Little Girl Lost
From Wikipedia, the free encyclopedia
“Little Girl Lost” is an episode of the American television anthology series The Twilight Zone.
[edit] Details
- Episode number: 91
- Season: 3
- Original air date: March 16, 1962
- Writer: Richard Matheson from his short story published in The Shores of Space (1953)
- Director: Lamont Johnson
- Music: Original score by Bernard Herrmann
[edit] Cast
- Chris Miller: Robert Sampson
- Ruth Miller: Sarah Marshall
- Tina: Tracy Stratford, Rhoda Williams (Tina's voice)
- Bill: Charles Aidman
[edit] Synopsis
The opening scene shows a couple sleeping in their bedroom. We soon hear the distant whimpering of their little girl and her parents slowly stir from their deep sleep. Like most parents of small children, this is nothing new to them and they are slow to relinquish their slumber to a more conscious state of mind. The dog in their yard begins to bark.
Dad gets out of bed and shuffles off towards her room. Arriving there, he turns on the light only to see her empty bed. He can hear her plea to help her and it is obvious from her voice that she is scared. Looking around the room, he says, “I’m here, where are you?”
Again, we hear the dog barking in the back yard.
Dad lowers himself to his hands and feet next to the bed while trying to talk her out from underneath it where she must be hiding from her nightmare. The camera follows him down from the opposite side of the bed, our view level with his head. We briefly lose sight of him as the mattress comes between us. Then we see him again from underneath the bed, our view unobstructed by the child that should be between him and us. Her voice is in the room, but she is not. He can hear her and she can hear him, but neither can see each other.
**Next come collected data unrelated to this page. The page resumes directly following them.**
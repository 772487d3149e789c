//! Mask loading: per-frame images resized, binarized and dilated.
//!
//! Dilation grows every masked region with a cross-shaped structuring element, so the
//! model also repaints the fringe around an object where compression and motion blur
//! leave traces of it.

use std::path::Path;

use anyhow::{bail, Context, Result};
use image::imageops::FilterType;
use serde::{Deserialize, Serialize};
use tracing::debug;

use crate::media::images::list_images;
use crate::types::BinaryMask;

pub const DEFAULT_DILATION_KERNEL: usize = 10;
pub const DEFAULT_DILATION_ITERATIONS: usize = 8;

#[derive(Debug, Clone, Copy, PartialEq, Eq, Serialize, Deserialize)]
#[serde(default)]
pub struct MaskOptions {
    /// Side length of the cross-shaped structuring element. `0` disables dilation.
    pub dilation_kernel: usize,
    pub dilation_iterations: usize,
}

impl Default for MaskOptions {
    fn default() -> Self {
        Self {
            dilation_kernel: DEFAULT_DILATION_KERNEL,
            dilation_iterations: DEFAULT_DILATION_ITERATIONS,
        }
    }
}

/// Loads the masks in `dir` (sorted by file name) at `size = (width, height)`.
pub fn load_masks(dir: &Path, size: (u32, u32), options: MaskOptions) -> Result<Vec<BinaryMask>> {
    if !dir.is_dir() {
        bail!("mask directory does not exist: {}", dir.display());
    }
    let (width, height) = size;

    let masks = list_images(dir)?
        .iter()
        .map(|path| {
            let luma = image::open(path)
                .with_context(|| format!("cannot decode mask {}", path.display()))?
                .to_luma8();
            let luma = if luma.dimensions() != size {
                image::imageops::resize(&luma, width, height, FilterType::Nearest)
            } else {
                luma
            };
            let binary: Vec<u8> = luma.into_raw().into_iter().map(|v| u8::from(v > 0)).collect();
            let dilated = dilate_cross(
                &binary,
                width as usize,
                height as usize,
                options.dilation_kernel,
                options.dilation_iterations,
            );
            Ok(BinaryMask::from_values(dilated, width, height)?)
        })
        .collect::<Result<Vec<_>>>()?;

    debug!(
        masks = masks.len(),
        kernel = options.dilation_kernel,
        iterations = options.dilation_iterations,
        "masks loaded"
    );
    Ok(masks)
}

/// Dilates a 0/1 mask with a `kernel`×`kernel` cross anchored at `kernel / 2`.
///
/// The cross reaches `kernel / 2` pixels up/left and `kernel - 1 - kernel / 2` pixels
/// down/right of the anchor. Pixels outside the image never contribute.
pub fn dilate_cross(
    mask: &[u8],
    width: usize,
    height: usize,
    kernel: usize,
    iterations: usize,
) -> Vec<u8> {
    let mut current = mask.to_vec();
    if kernel <= 1 {
        return current;
    }
    let before = kernel / 2;
    let after = kernel - 1 - before;

    for _ in 0..iterations {
        let mut next = vec![0u8; current.len()];
        for y in 0..height {
            for x in 0..width {
                // dst(x, y) = max over the cross of src(x + dx, y + dy), dx/dy in [-before, after].
                let x0 = x.saturating_sub(before);
                let x1 = (x + after).min(width - 1);
                let y0 = y.saturating_sub(before);
                let y1 = (y + after).min(height - 1);
                let row = &current[y * width..(y + 1) * width];
                let hit = row[x0..=x1].iter().any(|&v| v != 0)
                    || (y0..=y1).any(|yy| current[yy * width + x] != 0);
                next[y * width + x] = u8::from(hit);
            }
        }
        current = next;
    }
    current
}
The torpor from his sleep has completely left him as he explains to his entering wife that even though they can hear her, their little girl is no longer with them.
The dog is now barking incessantly. Dad calls a neighbor for help and opens the door to let the dog in as he waits for the neighbor to join them. The dog runs into the girl’s room as Mom, still in the room, watches it go under the bed. She bends over calling it back, but becomes quiet when she sees that it has disappeared. We hear the dog barking and the little girl’s voice from somewhere, but where are they?
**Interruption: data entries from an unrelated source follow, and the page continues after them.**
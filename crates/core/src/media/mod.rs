//! Collaborators around the core: frame decoding, mask loading and video encoding.

pub mod images;
pub mod masks;
pub mod video_input;
pub mod video_output;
Dad calls their physicist friend over, who taps the wall and finds a portal to another dimension. The friend explains it by saying sometimes lines in our 3 dimensions end parallel, rather than perpendicular to, the 4th dimension.
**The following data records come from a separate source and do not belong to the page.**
//! Frame sources: a video file decoded by ffmpeg, or a directory of still images.

use std::path::{Path, PathBuf};

use anyhow::{bail, Context, Result};
use image::imageops::FilterType;
use tracing::debug;

use crate::media::video_input::decode_video;
use crate::types::RgbFrame;

pub const IMAGE_EXTENSIONS: [&str; 4] = ["png", "jpg", "jpeg", "bmp"];

/// Image files directly inside `dir`, sorted by file name.
pub fn list_images(dir: &Path) -> Result<Vec<PathBuf>> {
    let entries = std::fs::read_dir(dir)
        .with_context(|| format!("cannot read image directory {}", dir.display()))?;

    let mut paths = Vec::new();
    for entry in entries {
        let path = entry?.path();
        let is_image = path
            .extension()
            .and_then(|ext| ext.to_str())
            .map(|ext| IMAGE_EXTENSIONS.contains(&ext.to_ascii_lowercase().as_str()))
            .unwrap_or(false);
        if path.is_file() && is_image {
            paths.push(path);
        }
    }

    if paths.is_empty() {
        bail!("no images found in {}", dir.display());
    }
    paths.sort();
    Ok(paths)
}

/// Loads every image in `dir` as RGB, resized with bicubic filtering when `size` differs
/// from the source. All images must share the first image's size.
pub fn load_image_frames(dir: &Path, size: Option<(u32, u32)>) -> Result<Vec<RgbFrame>> {
    let paths = list_images(dir)?;
    let mut base_dimensions = None;
    let mut frames = Vec::with_capacity(paths.len());

    for path in &paths {
        let img = image::open(path)
            .with_context(|| format!("cannot decode frame {}", path.display()))?
            .to_rgb8();
        let dimensions = img.dimensions();
        match base_dimensions {
            None => base_dimensions = Some(dimensions),
            Some(base) if base != dimensions => bail!(
                "frame {} is {}x{}, expected {}x{} like the first frame",
                path.display(),
                dimensions.0,
                dimensions.1,
                base.0,
                base.1
            ),
            Some(_) => {}
        }

        let img = match size {
            Some((w, h)) if (w, h) != dimensions => {
                image::imageops::resize(&img, w, h, FilterType::CatmullRom)
            }
            _ => img,
        };
        let (width, height) = img.dimensions();
        frames.push(RgbFrame::new(img.into_raw(), width, height)?);
    }

    debug!(frames = frames.len(), dir = %dir.display(), "image sequence loaded");
    Ok(frames)
}

#[derive(Debug, Clone, PartialEq, Eq)]
pub enum FrameSource {
    Video(PathBuf),
    ImageDir(PathBuf),
}

impl FrameSource {
    /// A directory is an image sequence; anything else is decoded as video.
    pub fn detect(path: &Path) -> Result<Self> {
        if path.is_dir() {
            Ok(Self::ImageDir(path.to_path_buf()))
        } else if path.is_file() {
            Ok(Self::Video(path.to_path_buf()))
        } else {
            bail!("input does not exist: {}", path.display())
        }
    }

    pub fn path(&self) -> &Path {
        match self {
            Self::Video(path) | Self::ImageDir(path) => path,
        }
    }
}

#[derive(Debug)]
pub struct LoadedFrames {
    pub frames: Vec<RgbFrame>,
    /// Source frame rate, when the source has one.
    pub fps: Option<f64>,
}

pub fn load_frames(source: &FrameSource, size: Option<(u32, u32)>) -> Result<LoadedFrames> {
    match source {
        FrameSource::Video(path) => {
            let (frames, info) = decode_video(path, size)?;
            Ok(LoadedFrames {
                frames,
                fps: Some(info.fps),
            })
        }
        FrameSource::ImageDir(dir) => Ok(LoadedFrames {
            frames: load_image_frames(dir, size)?,
            fps: None,
        }),
    }
}

#[cfg(test)]
mod tests {
    use super::*;
    use image::{Rgb, RgbImage};

    fn write_png(dir: &Path, name: &str, width: u32, height: u32, value: u8) {
        let img = RgbImage::from_pixel(width, height, Rgb([value, value / 2, 255 - value]));
        img.save(dir.join(name)).unwrap();
    }

    #[test]
    fn test_list_images_sorted_and_filtered() {
        let dir = tempfile::tempdir().unwrap();
        write_png(dir.path(), "00002.png", 4, 4, 0);
        write_png(dir.path(), "00001.png", 4, 4, 0);
        std::fs::write(dir.path().join("notes.txt"), "x").unwrap();
        let paths = list_images(dir.path()).unwrap();
        let names: Vec<_> = paths
            .iter()
            .map(|p| p.file_name().unwrap().to_string_lossy().into_owned())
            .collect();
        assert_eq!(names, vec!["00001.png", "00002.png"]);
    }

    #[test]
    fn test_list_images_empty_dir_fails() {
        let dir = tempfile::tempdir().unwrap();
        assert!(list_images(dir.path()).is_err());
    }

    #[test]
    fn test_load_image_frames_keeps_source_size() {
        let dir = tempfile::tempdir().unwrap();
        write_png(dir.path(), "a.png", 6, 4, 100);
        write_png(dir.path(), "b.png", 6, 4, 200);
        let frames = load_image_frames(dir.path(), None).unwrap();
        assert_eq!(frames.len(), 2);
        assert_eq!(frames[1].dimensions(), (6, 4));
        assert_eq!(&frames[1].data[..3], &[200, 100, 55]);
    }

    #[test]
    fn test_load_image_frames_resizes() {
        let dir = tempfile::tempdir().unwrap();
        write_png(dir.path(), "a.png", 6, 4, 100);
        let frames = load_image_frames(dir.path(), Some((12, 8))).unwrap();
        assert_eq!(frames[0].dimensions(), (12, 8));
        // Uniform images stay uniform under bicubic resampling.
        assert!(frames[0].data.chunks_exact(3).all(|px| px == [100, 50, 155]));
    }

    #[test]
    fn test_load_image_frames_rejects_mixed_sizes() {
        let dir = tempfile::tempdir().unwrap();
        write_png(dir.path(), "a.png", 6, 4, 0);
        write_png(dir.path(), "b.png", 4, 4, 0);
        let err = load_image_frames(dir.path(), None).unwrap_err();
        assert!(err.to_string().contains("like the first frame"));
    }

    #[test]
    fn test_frame_source_detect() {
        let dir = tempfile::tempdir().unwrap();
        let file = dir.path().join("clip.mp4");
        std::fs::write(&file, b"").unwrap();
        assert_eq!(
            FrameSource::detect(dir.path()).unwrap(),
            FrameSource::ImageDir(dir.path().to_path_buf())
        );
        assert_eq!(FrameSource::detect(&file).unwrap(), FrameSource::Video(file.clone()));
        assert!(FrameSource::detect(&dir.path().join("missing")).is_err());
    }
}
They try to call to the dog to guide their daughter back, but that doesn't work. Finally Dad, despite the warnings of the physicist friend, leans in and falls completely into the other dimension. It's a trippy hazy place, where things are upside down and sideways. He finally sees his daughter and the dog and tries to call them towards him, since he is standing right near the portal. On the other side, he hears his friend telling him to hurry up. Finally he grabs the girl and the dog and is pulled back into the bedroom. Mom takes the girl to another room.
The physicist friend explains that Dad was actually only halfway in, despite Dad thinking he was standing up in the new dimension. Friend was holding on to Dad's legs the entire time. Friend was telling Dad to hurry because the portal was actually closing, and had it been any longer than a few more seconds, Dad would have been cut in two as the portal closed with half his body in the other dimension.
[edit] Trivia
- Matheson wrote the short story based on a real-life incident involving his young daughter, who fell off her bed while asleep and rolled against a wall. Despite hearing her daughter’s cries for help, Matheson’s wife was initially unable to locate her daughter.
- This episode is parodied in a Treehouse of Horror VI episode of The Simpsons, Homer3, where Homer Simpson disappears into what Professor Frink dubs "The Third Dimension," eventually making his way to our world as a three dimensional rendering of his cartoon self. (Homer even describes the portal as "something outta that twilight-y show about that zone.")
- Physicist Lawrence Krauss opens Hiding in the Mirror, his 2005 history of speculation about extra dimensions, with a reminiscence of the impact the episode had on him when he first watched it as a young boy.
- Disney's Twilight Zone Tower of Terror has a wall in the basement area of the tower in which you can hear crying and a little girl calling for help along with the sound of wind and the feeling of air being blown at you from the wall.